Despite the country having significant hydropower potential, the energy sector remains a major inhibitor to economic development and social inclusion, he tells Mining Weekly.
Power disruptions continue to impact on production and, according to estimates by the World Bank, less than 10% of the country’s population have access to power. The World Bank further estimates that power outages cost DRC firms an equivalent of 1.7% gross domestic product a year.

As of 2016, the country’s total installed electricity generation capacity was about 2 500 MW, with more than 95% derived from hydroelectricity, Bedder notes. He adds that hydrogeneration is in part supplemented by thirty thermal power stations, mainly in Kongo Central and the south of the country. However, these power facilities face ongoing challenges in trying to remain operational, owing to a lack of spare parts and recurrent shortages of gas and oil.

Bedder states that power issues remain problematic for the copper and cobalt sectors and broader economy, noting that the DRC’s Chamber of Mines estimated that the country needed an additional 950 MW as of 2015.

“The key solution is, of course, the development of the country’s hydro potential. Currently, less than 3% of the country’s potential is exploited and estimates put the DRC’s potential hydroelectricity generation at 100 000 MW.”

However, several power projects are in the pipeline, says Bedder. These include the Inga 3 hydroelectric project – with the first stage entailing the construction of a 4 800 MW installation.

Of particular relevance to the cobalt sector is the 240 MW Busanga hydroelectric plant, which is being built by consortium Sicomines, he advances. Sicomines will require 170 MW from the Busanga dam to run at full capacity, while the remaining 70 MW will feed the national grid.

“The completion of these projects and development of others are essential if the DRC intends to curb its reliance on imported energy,” he puts forward. In recent years, the copper and cobalt mines of the former Katanga province have relied on imports from Zambia, where droughts have reduced the availability of power, he adds.

Further, the DRC’s restrictive railway and road infrastructure continues to impact negatively on the country’s economic growth. With regard to the copper and cobalt sectors, border crossings continue to be difficult to pass, creating a backlog of supply, Bedder points out.

He notes that the World Bank is funding the improvement and upgrade of 1 200 km of DRC State-owned railway company Société Nationale des Chemins de Fer du Congo rail track on the sections between Kolwezi-Tenke and Sakania, at the border with Zambia, as well as between Kamina and Kabalo, and Kamina and Mwene Ditu. Other improvements may be realised through mine-for-infrastructure deals, he adds.

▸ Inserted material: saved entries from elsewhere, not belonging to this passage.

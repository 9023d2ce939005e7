//! Top-level entry point: the [`Orchestrator`] handle, its builder, and
//! configuration.
//!
//! The orchestrator is spawned via [`OrchestratorBuilder`], which starts the
//! actor task that owns all resource caches. Every method on the handle
//! sends a message to that task; reads go through published
//! [`DashboardSnapshot`]s.

use std::collections::BTreeSet;
use std::sync::Arc;

use serde_json::Value;
use tokio::sync::{mpsc, oneshot, watch};
use tokio_stream::wrappers::WatchStream;

use crate::actor::{Dashboard, OrchestratorMessage, run_orchestrator};
use crate::client::ResourceClient;
use crate::command::{ContactDefaults, NewContact, NewDeal, NewTask, TaskDefaults};
use crate::error::{OrchestratorError, WriteError};
use crate::record::Record;
use crate::resource::ResourceKind;
use crate::snapshot::DashboardSnapshot;
use crate::view::ViewKind;

/// Default capacity of the request mailbox.
const DEFAULT_MAILBOX_CAPACITY: usize = 32;

/// Configuration for an [`Orchestrator`].
///
/// # Examples
///
/// ```
/// use dashboard_sync::OrchestratorConfig;
///
/// let config = OrchestratorConfig {
///     mailbox_capacity: 8,
///     ..OrchestratorConfig::default()
/// };
/// assert_eq!(config.contact_defaults.contact_type, "lead");
/// assert_eq!(config.task_defaults.status, "pending");
/// ```
#[derive(Debug, Clone, PartialEq, Eq)]
pub struct OrchestratorConfig {
    /// Number of requests that may queue before senders wait.
    ///
    /// Default: 32.
    pub mailbox_capacity: usize,

    /// Values filled into new contacts that leave them unset.
    pub contact_defaults: ContactDefaults,

    /// Values filled into new tasks that leave them unset.
    pub task_defaults: TaskDefaults,
}

impl Default for OrchestratorConfig {
    fn default() -> Self {
        Self {
            mailbox_capacity: DEFAULT_MAILBOX_CAPACITY,
            contact_defaults: ContactDefaults::default(),
            task_defaults: TaskDefaults::default(),
        }
    }
}

/// Handle to the dashboard data orchestrator.
///
/// Owns nothing but channels: the caches live on the actor task. `Clone` is
/// cheap, and the actor stops once every clone is dropped or
/// [`shutdown`](Orchestrator::shutdown) is called.
#[derive(Clone)]
pub struct Orchestrator {
    sender: mpsc::Sender<OrchestratorMessage>,
    snapshots: watch::Receiver<DashboardSnapshot>,
    config: Arc<OrchestratorConfig>,
}

impl std::fmt::Debug for Orchestrator {
    fn fmt(&self, f: &mut std::fmt::Formatter<'_>) -> std::fmt::Result {
        f.debug_struct("Orchestrator")
            .field("alive", &self.is_alive())
            .field("revision", &self.snapshots.borrow().revision)
            .finish()
    }
}

impl Orchestrator {
    /// Start configuring an orchestrator backed by `client`.
    pub fn builder(client: impl ResourceClient) -> OrchestratorBuilder {
        OrchestratorBuilder::new(client)
    }

    /// Activate `view`, fetching every resource it needs that is idle,
    /// failed, or ready but empty.
    ///
    /// Returns as soon as the fetches are issued; each one settles on its
    /// own and publishes a new snapshot.
    ///
    /// # Returns
    ///
    /// The kinds for which a fetch was issued (empty when nothing was stale).
    ///
    /// # Errors
    ///
    /// [`OrchestratorError::ActorGone`] if the actor has stopped.
    pub async fn activate_view(
        &self,
        view: ViewKind,
    ) -> Result<BTreeSet<ResourceKind>, OrchestratorError> {
        let (tx, rx) = oneshot::channel();
        self.sender
            .send(OrchestratorMessage::ActivateView { view, reply: tx })
            .await
            .map_err(|_| OrchestratorError::ActorGone)?;
        rx.await.map_err(|_| OrchestratorError::ActorGone)
    }

    /// Refetch `kind` regardless of the staleness policy, unless a fetch
    /// for it is already outstanding.
    ///
    /// Meant for a manual retry after a failed fetch.
    ///
    /// # Returns
    ///
    /// `true` if a fetch was issued.
    ///
    /// # Errors
    ///
    /// [`OrchestratorError::ActorGone`] if the actor has stopped.
    pub async fn force_refresh(&self, kind: ResourceKind) -> Result<bool, OrchestratorError> {
        let (tx, rx) = oneshot::channel();
        self.sender
            .send(OrchestratorMessage::ForceRefresh { kind, reply: tx })
            .await
            .map_err(|_| OrchestratorError::ActorGone)?;
        rx.await.map_err(|_| OrchestratorError::ActorGone)
    }

    /// Validate `input`, create the contact remotely, and append the
    /// returned record to the contacts cache without refetching.
    ///
    /// # Returns
    ///
    /// The canonical record returned by the server.
    ///
    /// # Errors
    ///
    /// * [`WriteError::Validation`] - the input or the returned record is
    ///   invalid; nothing was changed.
    /// * [`WriteError::Remote`] - the remote create failed; nothing was
    ///   changed.
    /// * [`WriteError::ActorGone`] - the actor has stopped.
    pub async fn create_contact(&self, input: NewContact) -> Result<Record, WriteError> {
        input.validate()?;
        let fields = input.to_fields(&self.config.contact_defaults);
        self.create(ResourceKind::Contacts, fields).await
    }

    /// Validate `input`, create the deal remotely, and append it to the
    /// deals cache.
    ///
    /// # Errors
    ///
    /// Same as [`create_contact`](Self::create_contact).
    pub async fn create_deal(&self, input: NewDeal) -> Result<Record, WriteError> {
        input.validate()?;
        self.create(ResourceKind::Deals, input.to_fields()).await
    }

    /// Validate `input`, create the task remotely, and append it to the
    /// tasks cache.
    ///
    /// # Errors
    ///
    /// Same as [`create_contact`](Self::create_contact).
    pub async fn create_task(&self, input: NewTask) -> Result<Record, WriteError> {
        input.validate()?;
        let fields = input.to_fields(&self.config.task_defaults);
        self.create(ResourceKind::Tasks, fields).await
    }

    async fn create(&self, kind: ResourceKind, fields: Record) -> Result<Record, WriteError> {
        let (tx, rx) = oneshot::channel();
        self.sender
            .send(OrchestratorMessage::Create {
                kind,
                fields,
                reply: tx,
            })
            .await
            .map_err(|_| WriteError::ActorGone)?;
        rx.await.map_err(|_| WriteError::ActorGone)?
    }

    /// Validate `input`, update contact `id` remotely, and replace the cached
    /// record in place with the one the server returns.
    ///
    /// Fields left unset in `input` are not sent.
    ///
    /// # Errors
    ///
    /// * [`WriteError::Validation`] - the input or the returned record is
    ///   invalid, or no cached contact has `id` (no remote call is made);
    ///   nothing was changed.
    /// * [`WriteError::Remote`] - the remote update failed; nothing was
    ///   changed.
    /// * [`WriteError::ActorGone`] - the actor has stopped.
    pub async fn update_contact(
        &self,
        id: impl Into<Value>,
        input: NewContact,
    ) -> Result<Record, WriteError> {
        input.validate()?;
        self.update(ResourceKind::Contacts, id.into(), input.to_update_fields())
            .await
    }

    /// Validate `input` and update deal `id`.
    ///
    /// # Errors
    ///
    /// Same as [`update_contact`](Self::update_contact).
    pub async fn update_deal(
        &self,
        id: impl Into<Value>,
        input: NewDeal,
    ) -> Result<Record, WriteError> {
        input.validate()?;
        self.update(ResourceKind::Deals, id.into(), input.to_fields())
            .await
    }

    /// Validate `input` and update task `id`.
    ///
    /// # Errors
    ///
    /// Same as [`update_contact`](Self::update_contact).
    pub async fn update_task(
        &self,
        id: impl Into<Value>,
        input: NewTask,
    ) -> Result<Record, WriteError> {
        input.validate()?;
        self.update(ResourceKind::Tasks, id.into(), input.to_update_fields())
            .await
    }

    /// Delete contact `id` remotely and drop it from the cache.
    ///
    /// # Errors
    ///
    /// * [`WriteError::Validation`] - no cached contact has `id`; no remote
    ///   call is made.
    /// * [`WriteError::Remote`] - the remote delete failed; the contact
    ///   stays cached.
    /// * [`WriteError::ActorGone`] - the actor has stopped.
    pub async fn delete_contact(&self, id: impl Into<Value>) -> Result<(), WriteError> {
        self.delete(ResourceKind::Contacts, id.into()).await
    }

    /// Delete deal `id`.
    ///
    /// # Errors
    ///
    /// Same as [`delete_contact`](Self::delete_contact).
    pub async fn delete_deal(&self, id: impl Into<Value>) -> Result<(), WriteError> {
        self.delete(ResourceKind::Deals, id.into()).await
    }

    /// Delete task `id`.
    ///
    /// # Errors
    ///
    /// Same as [`delete_contact`](Self::delete_contact).
    pub async fn delete_task(&self, id: impl Into<Value>) -> Result<(), WriteError> {
        self.delete(ResourceKind::Tasks, id.into()).await
    }

    async fn update(
        &self,
        kind: ResourceKind,
        id: Value,
        fields: Record,
    ) -> Result<Record, WriteError> {
        let (tx, rx) = oneshot::channel();
        self.sender
            .send(OrchestratorMessage::Update {
                kind,
                id,
                fields,
                reply: tx,
            })
            .await
            .map_err(|_| WriteError::ActorGone)?;
        rx.await.map_err(|_| WriteError::ActorGone)?
    }

    async fn delete(&self, kind: ResourceKind, id: Value) -> Result<(), WriteError> {
        let (tx, rx) = oneshot::channel();
        self.sender
            .send(OrchestratorMessage::Delete { kind, id, reply: tx })
            .await
            .map_err(|_| WriteError::ActorGone)?;
        rx.await.map_err(|_| WriteError::ActorGone)?
    }

    /// The most recently published snapshot.
    pub fn snapshot(&self) -> DashboardSnapshot {
        self.snapshots.borrow().clone()
    }

    /// A fresh receiver for snapshot changes.
    pub fn subscribe(&self) -> watch::Receiver<DashboardSnapshot> {
        self.snapshots.clone()
    }

    /// Snapshots as a stream, starting with the current one.
    pub fn snapshots(&self) -> WatchStream<DashboardSnapshot> {
        WatchStream::new(self.snapshots.clone())
    }

    /// Wait until a published snapshot satisfies `predicate`.
    ///
    /// The current snapshot is checked first.
    ///
    /// # Errors
    ///
    /// [`OrchestratorError::ActorGone`] if the actor stops before the
    /// predicate holds.
    pub async fn wait_for(
        &self,
        predicate: impl FnMut(&DashboardSnapshot) -> bool,
    ) -> Result<DashboardSnapshot, OrchestratorError> {
        let mut rx = self.snapshots.clone();
        let snapshot = rx
            .wait_for(predicate)
            .await
            .map_err(|_| OrchestratorError::ActorGone)?;
        Ok(snapshot.clone())
    }

    /// Wait until no resource has a fetch outstanding.
    ///
    /// # Errors
    ///
    /// [`OrchestratorError::ActorGone`] if the actor stops first.
    pub async fn settled(&self) -> Result<DashboardSnapshot, OrchestratorError> {
        self.wait_for(DashboardSnapshot::is_settled).await
    }

    /// Returns `false` once the actor has stopped.
    pub fn is_alive(&self) -> bool {
        !self.sender.is_closed()
    }

    /// Stop the actor. Outstanding fetches still complete on the transport
    /// but their results are discarded.
    ///
    /// Calling `shutdown` more than once is safe.
    pub async fn shutdown(&self) {
        // A send error means the actor has already stopped.
        let _ = self.sender.send(OrchestratorMessage::Shutdown).await;
    }
}

/// Builder for configuring and spawning an [`Orchestrator`].
///
/// # Examples
///
/// ```no_run
/// use dashboard_sync::{Orchestrator, ResourceClient, ViewKind};
///
/// # async fn example(client: impl ResourceClient) {
/// let dashboard = Orchestrator::builder(client)
///     .mailbox_capacity(64)
///     .initial_view(ViewKind::Dashboard)
///     .spawn();
/// let snapshot = dashboard.settled().await.expect("orchestrator running");
/// println!("{} contacts", snapshot.stats.total_contacts);
/// # }
/// ```
pub struct OrchestratorBuilder {
    client: Arc<dyn ResourceClient>,
    config: OrchestratorConfig,
    initial_view: Option<ViewKind>,
}

impl OrchestratorBuilder {
    /// Create a builder with the default configuration.
    pub fn new(client: impl ResourceClient) -> Self {
        Self {
            client: Arc::new(client),
            config: OrchestratorConfig::default(),
            initial_view: None,
        }
    }

    /// Replace the whole configuration.
    pub fn config(mut self, config: OrchestratorConfig) -> Self {
        self.config = config;
        self
    }

    /// Set the request mailbox capacity (minimum 1).
    pub fn mailbox_capacity(mut self, capacity: usize) -> Self {
        self.config.mailbox_capacity = capacity;
        self
    }

    /// Activate `view` as soon as the orchestrator starts.
    pub fn initial_view(mut self, view: ViewKind) -> Self {
        self.initial_view = Some(view);
        self
    }

    /// Spawn the actor task and return its handle.
    ///
    /// # Panics
    ///
    /// Panics if called outside a Tokio runtime.
    pub fn spawn(self) -> Orchestrator {
        let (sender, rx) = mpsc::channel(self.config.mailbox_capacity.max(1));
        let (settle_tx, settle_rx) = mpsc::unbounded_channel();
        let (publisher, snapshots) = watch::channel(DashboardSnapshot::default());

        let mut dashboard = Dashboard::new(self.client, settle_tx, publisher);
        if let Some(view) = self.initial_view {
            dashboard.activate_view(view);
        }

        tracing::info!(
            mailbox_capacity = self.config.mailbox_capacity,
            initial_view = ?self.initial_view,
            "dashboard orchestrator started"
        );
        tokio::spawn(run_orchestrator(dashboard, rx, settle_rx));

        Orchestrator {
            sender,
            snapshots,
            config: Arc::new(self.config),
        }
    }
}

Meanwhile, the road network remains unreliable, with large sections in disrepair, while many roads are difficult to travel on during the rainy season. Through the road network, copper and cobalt can be exported through the southbound route from Kolwezi, in the south of the country, to Durban, in KwaZulu-Natal. To improve the route, the World Bank has provided $15-mil- lion to refurbish the 187 km of road between Lubumbashi and Kolwezi in recent years.

“There remains considerable opportunity to capitalise on the DRC’s almost unrivalled mineral wealth, but several pervasive challenges endure,” Bedder concludes.